Exercise as a non-pharmacological intervention to protect pancreatic beta cells in individuals with type 1 and type 2 diabetes

Authors: Alexandra Coomans de Brachène, Corentin Scoubeau, Anyïshai E. Musuaya, Jose Maria Costa-Junior, Angela Castela, Julie Carpentier, Vitalie Faoro, Malgorzata Klass, Miriam Cnop, Decio L. Eizirik

Published in: Diabetologia | Issue 3/2023

Abstract

Aims/hypothesis

Diabetes is characterised by progressive loss of functional pancreatic beta cells. None of the therapeutic agents used to treat diabetes arrest this process; preventing beta cell loss remains a major unmet need.
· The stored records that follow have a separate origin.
//! Structured logging initialization.

use tracing_subscriber::{fmt, layer::SubscriberExt, util::SubscriberInitExt, EnvFilter};

/// Log output format.
#[derive(Debug, Clone, Copy, PartialEq, Eq)]
pub enum LogFormat {
    /// Human-readable pretty format (for development).
    Pretty,
    /// JSON format (for log aggregation).
    Json,
}

impl LogFormat {
    /// Parse log format from string.
    pub fn parse(s: &str) -> Self {
        match s.to_lowercase().as_str() {
            "json" => LogFormat::Json,
            _ => LogFormat::Pretty,
        }
    }
}

/// Default filter directive for `level`; matches every `tendril_*` crate.
pub fn default_filter(level: &str) -> String {
    format!("tendril={level}")
}

/// Initialize the logging system.
///
/// `RUST_LOG` takes precedence over `level` when set.
///
/// # Example
///
/// ```rust,no_run
/// use tendril_node::observability::{init_logging, LogFormat};
///
/// init_logging("info", LogFormat::Json);
/// ```
pub fn init_logging(level: &str, format: LogFormat) {
    let env_filter =
        EnvFilter::try_from_default_env().unwrap_or_else(|_| default_filter(level).into());

    let registry = tracing_subscriber::registry().with(env_filter);

    match format {
        LogFormat::Json => registry
            .with(
                fmt::layer()
                    .json()
                    .with_current_span(true)
                    .with_span_list(false)
                    .with_file(true)
                    .with_line_number(true)
                    .with_target(true),
            )
            .init(),
        LogFormat::Pretty => registry.with(fmt::layer().pretty()).init(),
    }

    tracing::info!(level = %level, ?format, "logging initialized");
}
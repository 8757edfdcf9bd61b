//! Consensus error types.

use tendril_p2p::P2pError;
use tendril_storage::StorageError;
use tendril_types::{Hash, TypesError};
use thiserror::Error;

/// Errors that can occur during consensus and synchronization.
#[derive(Debug, Error)]
pub enum ConsensusError {
    /// Data model error.
    #[error(transparent)]
    Types(#[from] TypesError),

    /// Block store error.
    #[error("storage: {0}")]
    Storage(#[from] StorageError),

    /// Peer communication error.
    #[error("p2p: {0}")]
    P2p(#[from] P2pError),

    /// A component was queried before it was ready.
    #[error("{0} is not initialized")]
    NotInitialized(&'static str),

    /// The stored genesis differs from the configured one.
    #[error("genesis mismatch: configured {expected}, stored {found}")]
    GenesisMismatch {
        /// Configured genesis hash.
        expected: Hash,
        /// Genesis hash found in the store.
        found: Hash,
    },

    /// A block failed validation.
    #[error("invalid block: {0}")]
    InvalidBlock(String),

    /// A consensus message failed validation.
    #[error("invalid message: {0}")]
    InvalidMessage(String),

    /// Genesis configuration is invalid.
    #[error("invalid genesis: {0}")]
    InvalidGenesis(String),

    /// Configuration is invalid.
    #[error("invalid config: {0}")]
    InvalidConfig(String),

    /// A peer answered a request it should not have.
    #[error("bad response: {0}")]
    BadResponse(String),

    /// Commit attempted without a two-thirds precommit majority.
    #[error("no precommit majority at height {height} round {round}")]
    MissingMajority {
        /// Height of the attempted commit.
        height: u64,
        /// Round of the attempted commit.
        round: u32,
    },

    /// Transaction already pooled.
    #[error("duplicate transaction: {0}")]
    DuplicateTransaction(String),

    /// Serialization error.
    #[error("serialization error: {0}")]
    Serialization(#[from] serde_json::Error),

    /// A local invariant was violated.
    #[error("fatal: {0}")]
    Fatal(String),
}

impl ConsensusError {
    /// Returns true for local invariant violations that must stop the node.
    pub fn is_fatal(&self) -> bool {
        matches!(
            self,
            Self::Fatal(_) | Self::MissingMajority { .. } | Self::GenesisMismatch { .. }
        )
    }

    /// Returns true if the error is a missing store entry.
    pub fn is_not_found(&self) -> bool {
        matches!(self, Self::Storage(e) if e.is_not_found())
    }
}

/// A specialized Result type for consensus operations.
pub type Result<T> = std::result::Result<T, ConsensusError>;
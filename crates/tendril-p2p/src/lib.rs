//! # Tendril P2P
//!
//! Peer-facing surface of a Tendril node.
//!
//! Transport and handshake live outside this crate; they plug in through
//! [`PeerConnection`]. What this crate owns is the message vocabulary, the
//! per-peer request exclusivity ([`PeerHandle`]) and the registry the
//! consensus engine and synchronizer gossip through ([`PeerRegistry`]).

#![forbid(unsafe_code)]
#![warn(missing_docs)]

mod error;
mod message;
mod peer;
mod registry;

pub use error::{P2pError, Result};
pub use message::{Message, Request, Response};
pub use peer::{ClaimedPeer, PeerConnection, PeerHandle, PeerId, DEFAULT_REQUEST_TIMEOUT};
pub use registry::{gossip_fanout, sample_for_gossip, PeerRegistry, PeerSet};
We have previously shown that serum from eight young healthy male participants who exercised for 8 weeks protected human islets and insulin-producing EndoC-βH1 cells from apoptosis induced by proinflammatory cytokines or the endoplasmic reticulum (ER) stressor thapsigargin. Whether this protective effect is influenced by sex, age, training modality, ancestry or diabetes is unknown.

Methods

We enrolled 82 individuals, male or female, non-diabetic or diabetic, from different origins, in different supervised training protocols for 8–12 weeks (including training at home during the COVID-19 pandemic). EndoC-βH1 cells were treated with ‘exercised’ serum or with the exerkine clusterin to ascertain cytoprotection from ER stress.

Results

The exercise interventions were effective and improved \( \dot{V}{\mathrm{O}}_{2\mathrm{peak}} \) values in both younger and older, non-obese and obese, non-diabetic and diabetic participants. Serum obtained after training conferred significant beta cell protection (28% to 35% protection after 4 and 8 weeks of training, respectively) from severe ER stress-induced apoptosis. Cytoprotection was not affected by the type of exercise training or participant age, sex, BMI or ancestry, and persisted for up to 2 months after the end of the training programme. Serum from exercised participants with type 1 or type 2 diabetes was similarly protective. Clusterin reproduced the beneficial effects of exercised sera.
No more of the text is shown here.